### What the task requires
Report each line of the entries that contains the word "Serialize", copied in full.
○ ○ ○
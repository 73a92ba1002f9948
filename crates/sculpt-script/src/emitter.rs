//! Script emitter
//!
//! Rendering is a pure function of the scene and the emitter config. Parts
//! are emitted in name order; version numbers, timestamps and command text
//! never reach the output.

use std::fmt;

use serde::{Deserialize, Serialize};
use tracing::{debug, warn};

use sculpt_core::{SceneDescription, SculptError, SculptResult};
use sculpt_state::Snapshot;

use crate::format::DEFAULT_PRECISION;
use crate::{blender, openscad};

/// Target scripting language
#[derive(Clone, Copy, Debug, PartialEq, Eq, Hash, Serialize, Deserialize)]
pub enum Dialect {
    #[serde(rename = "blender", alias = "blender_python", alias = "python")]
    BlenderPython,
    #[serde(rename = "openscad", alias = "scad")]
    OpenScad,
}

impl Dialect {
    /// File extension for exported scripts
    pub fn extension(self) -> &'static str {
        match self {
            Dialect::BlenderPython => "py",
            Dialect::OpenScad => "scad",
        }
    }

    fn comment_prefix(self) -> &'static str {
        match self {
            Dialect::BlenderPython => "#",
            Dialect::OpenScad => "//",
        }
    }
}

impl fmt::Display for Dialect {
    fn fmt(&self, f: &mut fmt::Formatter<'_>) -> fmt::Result {
        match self {
            Dialect::BlenderPython => write!(f, "blender"),
            Dialect::OpenScad => write!(f, "openscad"),
        }
    }
}

/// What to do with parts no dialect can render
#[derive(Clone, Copy, Debug, Default, PartialEq, Eq, Serialize, Deserialize)]
#[serde(rename_all = "lowercase")]
pub enum UnsupportedPolicy {
    /// Fail the whole render
    #[default]
    Abort,
    /// Leave the part out and list it in [`Script::skipped`]
    Skip,
}

/// Emitter configuration
#[derive(Clone, Debug, PartialEq, Eq)]
pub struct EmitterConfig {
    pub dialect: Dialect,
    pub unsupported: UnsupportedPolicy,
    /// Decimal places for every emitted number
    pub precision: usize,
}

impl Default for EmitterConfig {
    fn default() -> Self {
        EmitterConfig {
            dialect: Dialect::BlenderPython,
            unsupported: UnsupportedPolicy::Abort,
            precision: DEFAULT_PRECISION,
        }
    }
}

impl EmitterConfig {
    pub fn openscad() -> Self {
        EmitterConfig {
            dialect: Dialect::OpenScad,
            ..Default::default()
        }
    }
}

/// Rendered script
#[derive(Clone, Debug, PartialEq, Eq)]
pub struct Script {
    pub dialect: Dialect,
    pub text: String,
    /// Parts left out under [`UnsupportedPolicy::Skip`], in name order
    pub skipped: Vec<String>,
}

impl Script {
    pub fn extension(&self) -> &'static str {
        self.dialect.extension()
    }
}

/// Renders scenes into scripts
#[derive(Clone, Debug, Default)]
pub struct ScriptEmitter {
    config: EmitterConfig,
}

impl ScriptEmitter {
    pub fn new(config: EmitterConfig) -> Self {
        ScriptEmitter { config }
    }

    pub fn config(&self) -> &EmitterConfig {
        &self.config
    }

    /// Render a stored snapshot
    pub fn render(&self, snapshot: &Snapshot) -> SculptResult<Script> {
        self.render_scene(snapshot.scene())
    }

    pub fn render_scene(&self, scene: &SceneDescription) -> SculptResult<Script> {
        let dialect = self.config.dialect;
        let precision = self.config.precision;

        let mut body = String::new();
        let mut skipped = Vec::new();
        for (name, part) in scene.iter() {
            let rendered = match dialect {
                Dialect::BlenderPython => blender::part(name, part, precision),
                Dialect::OpenScad => openscad::part(name, part, precision),
            };
            match rendered {
                Some(block) => body.push_str(&block),
                None => match self.config.unsupported {
                    UnsupportedPolicy::Abort => {
                        return Err(SculptError::UnsupportedPrimitive {
                            part: name.to_string(),
                            kind: part.kind.as_str().to_string(),
                        });
                    }
                    UnsupportedPolicy::Skip => {
                        warn!(part = name, kind = part.kind.as_str(), "skipping unsupported primitive");
                        skipped.push(name.to_string());
                    }
                },
            }
        }

        // Header counts rendered parts only
        let mut text = format!(
            "{} Generated by sculpt: {} part(s)\n",
            dialect.comment_prefix(),
            scene.len() - skipped.len()
        );
        text.push_str(&match dialect {
            Dialect::BlenderPython => blender::header(),
            Dialect::OpenScad => openscad::header(),
        });
        text.push_str(&body);

        debug!(%dialect, parts = scene.len(), skipped = skipped.len(), bytes = text.len(), "script rendered");
        Ok(Script { dialect, text, skipped })
    }
}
○ ○ ○
### Output for this exercise
use serde::{Deserialize, Serialize};
#[derive(Clone, Copy, Debug, PartialEq, Eq, Hash, Serialize, Deserialize)]
#[derive(Clone, Copy, Debug, Default, PartialEq, Eq, Serialize, Deserialize)]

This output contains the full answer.